Abdullah Syafi'ie meninggal pada hari Selasa, 18 Zulhijjah 1405 H/3 September 1985. Semasa hidup, Abdullah dikenal berhati lembut. Dia selalu mengajak umat kepada Tahidullah dan aqidah ala thoriqoh Ahlissunnah wal jama'ah. Selalu mengajak jamaah beristghfar dan mengumandangkan kalimat ttauhid: Laa illaaha illallah - Muhammadurrasuululah.
Dia punya dua anak; KH Abdul Rasyid AS dan Dr. H. Tutty Alawiyah A.S. Mereka ini adalah penerus perjuangan Abdullah Syafi'ie, terutama dalam bidang dakwah, tetap mewarisi corak pidato orangtuanya.

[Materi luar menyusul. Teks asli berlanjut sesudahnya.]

//! Test doubles for the Troupe collaborator traits.

use std::collections::{HashMap, VecDeque};
use std::path::PathBuf;
use std::sync::atomic::{AtomicUsize, Ordering};
use std::time::Duration;

use futures::future::BoxFuture;
use parking_lot::Mutex;
use tokio_util::sync::CancellationToken;

use troupe_core::error::{Result, TroupeError};
use troupe_core::traits::{EventSink, LlmCaller, ToolContext, ToolExecutor};
use troupe_core::types::*;

/// Install a test-friendly tracing subscriber. Safe to call repeatedly.
///
/// Honours `RUST_LOG`; defaults to `warn`.
pub fn init_tracing() {
    let _ = tracing_subscriber::fmt()
        .with_env_filter(
            tracing_subscriber::EnvFilter::try_from_default_env()
                .unwrap_or_else(|_| tracing_subscriber::EnvFilter::new("warn")),
        )
        .with_test_writer()
        .try_init();
}

/// Write `contents` to `troupe.toml` in a fresh temp dir.
///
/// Keep the returned `TempDir` alive for as long as the path is used.
pub fn config_file(contents: &str) -> (tempfile::TempDir, PathBuf) {
    let dir = tempfile::tempdir().expect("create temp dir");
    let path = dir.path().join("troupe.toml");
    std::fs::write(&path, contents).expect("write config file");
    (dir, path)
}

enum Scripted {
    Respond(LlmResponse),
    Delayed(Duration, LlmResponse),
    Fail(String),
}

/// LLM double with a queue of canned replies per agent.
///
/// Every invocation records the messages it received. An agent whose queue
/// is empty gets an `LlmRequest` error.
#[derive(Default)]
pub struct ScriptedLlm {
    queues: Mutex<HashMap<String, VecDeque<Scripted>>>,
    received: Mutex<HashMap<String, Vec<Vec<ChatMessage>>>>,
}

impl ScriptedLlm {
    pub fn new() -> Self {
        Self::default()
    }

    fn enqueue(self, agent: &str, step: Scripted) -> Self {
        self.queues
            .lock()
            .entry(agent.to_string())
            .or_default()
            .push_back(step);
        self
    }

    pub fn respond(self, agent: &str, response: LlmResponse) -> Self {
        self.enqueue(agent, Scripted::Respond(response))
    }

    pub fn respond_after(self, agent: &str, delay: Duration, response: LlmResponse) -> Self {
        self.enqueue(agent, Scripted::Delayed(delay, response))
    }

    pub fn fail(self, agent: &str, message: &str) -> Self {
        self.enqueue(agent, Scripted::Fail(message.to_string()))
    }

    /// Number of invocations for `agent`.
    pub fn calls(&self, agent: &str) -> usize {
        self.received.lock().get(agent).map(Vec::len).unwrap_or(0)
    }

    /// Messages passed to each invocation for `agent`, in call order.
    pub fn received(&self, agent: &str) -> Vec<Vec<ChatMessage>> {
        self.received.lock().get(agent).cloned().unwrap_or_default()
    }

    /// Replies still queued for `agent`.
    pub fn remaining(&self, agent: &str) -> usize {
        self.queues.lock().get(agent).map(VecDeque::len).unwrap_or(0)
    }
}

impl LlmCaller for ScriptedLlm {
    fn invoke(
        &self,
        agent: &AgentProfile,
        messages: Vec<ChatMessage>,
        cancel: CancellationToken,
    ) -> BoxFuture<'_, Result<LlmResponse>> {
        let name = agent.name.clone();
        self.received
            .lock()
            .entry(name.clone())
            .or_default()
            .push(messages);
        let step = self.queues.lock().get_mut(&name).and_then(VecDeque::pop_front);

        Box::pin(async move {
            match step {
                Some(Scripted::Respond(response)) => Ok(response),
                Some(Scripted::Delayed(delay, response)) => {
                    tokio::select! {
                        _ = tokio::time::sleep(delay) => Ok(response),
                        _ = cancel.cancelled() => Err(TroupeError::Cancelled),
                    }
                }
                Some(Scripted::Fail(message)) => Err(TroupeError::LlmRequest(message)),
                None => Err(TroupeError::LlmRequest(format!(
                    "no scripted response left for '{}'",
                    name
                ))),
            }
        })
    }
}

/// LLM double that answers `<agent>: <last user message>`.
#[derive(Default)]
pub struct EchoLlm {
    delay: Option<Duration>,
    calls: AtomicUsize,
    in_flight: AtomicUsize,
    max_in_flight: AtomicUsize,
}

impl EchoLlm {
    pub fn new() -> Self {
        Self::default()
    }

    /// Sleep for `delay` before each reply.
    pub fn with_delay(delay: Duration) -> Self {
        Self {
            delay: Some(delay),
            ..Self::default()
        }
    }

    pub fn calls(&self) -> usize {
        self.calls.load(Ordering::SeqCst)
    }

    /// Highest number of invocations observed running at once.
    pub fn max_in_flight(&self) -> usize {
        self.max_in_flight.load(Ordering::SeqCst)
    }
}

impl LlmCaller for EchoLlm {
    fn invoke(
        &self,
        agent: &AgentProfile,
        messages: Vec<ChatMessage>,
        cancel: CancellationToken,
    ) -> BoxFuture<'_, Result<LlmResponse>> {
        let name = agent.name.clone();
        Box::pin(async move {
            self.calls.fetch_add(1, Ordering::SeqCst);
            let now = self.in_flight.fetch_add(1, Ordering::SeqCst) + 1;
            self.max_in_flight.fetch_max(now, Ordering::SeqCst);

            let result = match self.delay {
                Some(delay) => {
                    tokio::select! {
                        _ = tokio::time::sleep(delay) => Ok(()),
                        _ = cancel.cancelled() => Err(TroupeError::Cancelled),
                    }
                }
                None => Ok(()),
            };
            self.in_flight.fetch_sub(1, Ordering::SeqCst);
            result?;

            let last_user = messages
                .iter()
                .rev()
                .find(|m| m.role == Role::User)
                .map(ChatMessage::text)
                .unwrap_or_default();
            Ok(LlmResponse::text(format!("{}: {}", name, last_user)))
        })
    }
}

/// Event sink that keeps every event.
#[derive(Default)]
pub struct RecordingSink {
    events: Mutex<Vec<AgentEvent>>,
}

impl RecordingSink {
    pub fn new() -> Self {
        Self::default()
    }

    pub fn events(&self) -> Vec<AgentEvent> {
        self.events.lock().clone()
    }

    /// Wire names of the recorded events, in emission order.
    pub fn names(&self) -> Vec<String> {
        self.events.lock().iter().map(AgentEvent::name).collect()
    }

    pub fn count(&self, name: &str) -> usize {
        self.events.lock().iter().filter(|e| e.name() == name).count()
    }
}

impl EventSink for RecordingSink {
    fn emit(&self, event: AgentEvent) {
        self.events.lock().push(event);
    }
}

#[derive(Clone)]
enum StaticReply {
    Output(String),
    ErrorResult(String),
    Failure(String),
}

/// Tool executor with fixed replies per tool name.
#[derive(Default)]
pub struct StaticTools {
    replies: HashMap<String, StaticReply>,
    calls: Mutex<Vec<(String, serde_json::Value)>>,
}

impl StaticTools {
    pub fn new() -> Self {
        Self::default()
    }

    /// `name` succeeds with `output`.
    pub fn with_tool(mut self, name: &str, output: &str) -> Self {
        self.replies
            .insert(name.to_string(), StaticReply::Output(output.to_string()));
        self
    }

    /// `name` returns an error result the model gets to see.
    pub fn with_error_result(mut self, name: &str, message: &str) -> Self {
        self.replies
            .insert(name.to_string(), StaticReply::ErrorResult(message.to_string()));
        self
    }

    /// `name` fails outright.
    pub fn with_failure(mut self, name: &str, message: &str) -> Self {
        self.replies
            .insert(name.to_string(), StaticReply::Failure(message.to_string()));
        self
    }

    /// Tool invocations so far, as `(name, args)`.
    pub fn calls(&self) -> Vec<(String, serde_json::Value)> {
        self.calls.lock().clone()
    }
}

impl ToolExecutor for StaticTools {
    fn execute(
        &self,
        name: &str,
        args: serde_json::Value,
        _ctx: ToolContext,
    ) -> BoxFuture<'_, Result<ToolResult>> {
        self.calls.lock().push((name.to_string(), args));
        let reply = self.replies.get(name).cloned();
        let name = name.to_string();
        Box::pin(async move {
            match reply {
                Some(StaticReply::Output(out)) => Ok(ToolResult::success(out)),
                Some(StaticReply::ErrorResult(msg)) => Ok(ToolResult::error(msg)),
                Some(StaticReply::Failure(message)) => {
                    Err(TroupeError::ToolExecution { tool: name, message })
                }
                None => Ok(ToolResult::error(format!("Unknown tool: {}", name))),
            }
        })
    }
}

Almarhum semasa hidupnya punya pendirian teguh membela akidah Islam dan menegakkan amar makruf nahi munkar. Abdullah sempat menjadi pengurus Majelis Ulama Indonesia (MUI) di bawah kepemimpinan Buya Hamka. Kendati duduk sebagai pengurus MUI, ia disegani, didekati, dicintai masyarakat bukan lantaran jabatan yang disandang. Semua itu karena kepribadiannya. Dalam konteks kekinian, Abdullah punya kepedulian dengan pendidikan. Pemimpin sejati memang selalu berpikir tentang generasi sesudahnya, mempersiapkan generasi masa datang lebih baik dan berkualitas.

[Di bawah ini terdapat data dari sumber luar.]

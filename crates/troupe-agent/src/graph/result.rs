use serde::{Deserialize, Serialize};

use troupe_core::error::TroupeError;
use troupe_core::types::TaskStatus;

/// Separator placed between dependency outputs when they are concatenated
/// into a task's context.
pub const CONTEXT_DIVIDER: &str = "\n\n----------\n\n";

/// Output payload of a completed task.
#[derive(Debug, Clone, Serialize, Deserialize, PartialEq)]
pub struct TaskOutput {
    /// Final text produced for the task.
    pub raw: String,
    /// Agent that produced the final text.
    pub agent: String,
    /// Agents visited while producing it, starting with the task's own agent.
    pub handoff_chain: Vec<String>,
}

impl TaskOutput {
    pub fn new(raw: impl Into<String>, agent: impl Into<String>) -> Self {
        let agent = agent.into();
        Self {
            raw: raw.into(),
            handoff_chain: vec![agent.clone()],
            agent,
        }
    }
}

/// What the executor reports for one run of one task.
#[derive(Debug, Clone, PartialEq)]
pub enum TaskOutcome {
    Completed { output: TaskOutput, elapsed_ms: u64 },
    Failed {
        error: String,
        kind: Option<String>,
        elapsed_ms: u64,
    },
}

impl TaskOutcome {
    pub fn completed(output: TaskOutput, elapsed_ms: u64) -> Self {
        Self::Completed { output, elapsed_ms }
    }

    pub fn failed(error: impl Into<String>, elapsed_ms: u64) -> Self {
        Self::Failed {
            error: error.into(),
            kind: None,
            elapsed_ms,
        }
    }

    /// Failure carrying the error's message and [`TroupeError::kind`].
    pub fn from_error(error: &TroupeError, elapsed_ms: u64) -> Self {
        Self::Failed {
            error: error.to_string(),
            kind: Some(error.kind().to_string()),
            elapsed_ms,
        }
    }

    pub fn with_kind(self, kind: impl Into<String>) -> Self {
        match self {
            Self::Failed {
                error, elapsed_ms, ..
            } => Self::Failed {
                error,
                kind: Some(kind.into()),
                elapsed_ms,
            },
            completed => completed,
        }
    }

    pub fn is_failed(&self) -> bool {
        matches!(self, Self::Failed { .. })
    }
}

/// The recorded result of a task.
#[derive(Debug, Clone, Serialize, Deserialize, PartialEq)]
pub struct TaskResult {
    pub task: String,
    pub status: TaskStatus,
    #[serde(default)]
    pub output: Option<TaskOutput>,
    #[serde(default)]
    pub error: Option<String>,
    /// Machine-readable failure class: a [`TroupeError::kind`] for failed
    /// tasks, `dependency_failed` for skipped ones.
    #[serde(default)]
    pub error_kind: Option<String>,
    /// Upstream tasks this result was built from, in declaration order.
    #[serde(default)]
    pub upstream: Vec<String>,
    pub elapsed_ms: u64,
    #[serde(default)]
    pub async_execution: bool,
}

impl TaskResult {
    pub fn raw(&self) -> Option<&str> {
        self.output.as_ref().map(|o| o.raw.as_str())
    }
}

Semangatnya memang luar biasa. Baru empat tahun sepulang dari tanah suci, ia merintis pengajian dengan empat murid. Pusat pengajian Al-Islamiyah di Bali Matraman, Jakarta berkembang, lengkap dengan para kiai, asrama, masjid. Sekitar 1940, ia mengubah nama Al-Islamiyah menjadi As-Syafi'iyah. Pengubahan nama didasari pada keyakinannya sebagai penganut mazhab Syafii. Pada 1972, Abdullah mendirikan Yayasan Perguruan As-Syafi'iyah. Dalam beberapa tahun kemudian, dia sudah mengelola 33 lembaga dari TK hingga perguruan tinggi, 19 lembaga dakwah, 11 lembaga sosial. Di samping menyelenggarakan pendidikan yang konvensional, dia juga mendirikan Pesantren Khusus Yatim, Proyek Pengadaan Ulama Ma'had Aly, Sekolah Tinggi Wiraswasta, Taklim Angkasa, Tabligh dan latihan dakwah.
Kegiatan perguruan berpusat di tiga kampus: Bali Matraman, Jatiwaringin, Cilangkap. Belum lagi madrasah yang tersebar di berbagai tempat. Sikap ikhlas merupakan modal utama bagi ulama, dai dan pendidik. Hal inilah yang menentukan berhasil tidaknya bagi ulama di tengah masyarakat.
Perjuangan KH Abdullah Syafi'ie pantas dijadikan panutan, terutama dalam menjalin ukhuwwah di antara umat Islam, tanpa menunjukkan kefanatikan golongan atau aliran. Dakwah beliau mampu menjembatani mereka yang menamakan diri kalangan modernis maupun tradisional di dalam masyarakat. “Singa podium" itu masih dikenang bersama perjuangannya. Memang banyak dai kondang, namun ulama sekaliber Abdullah Syafi'ie masih langka.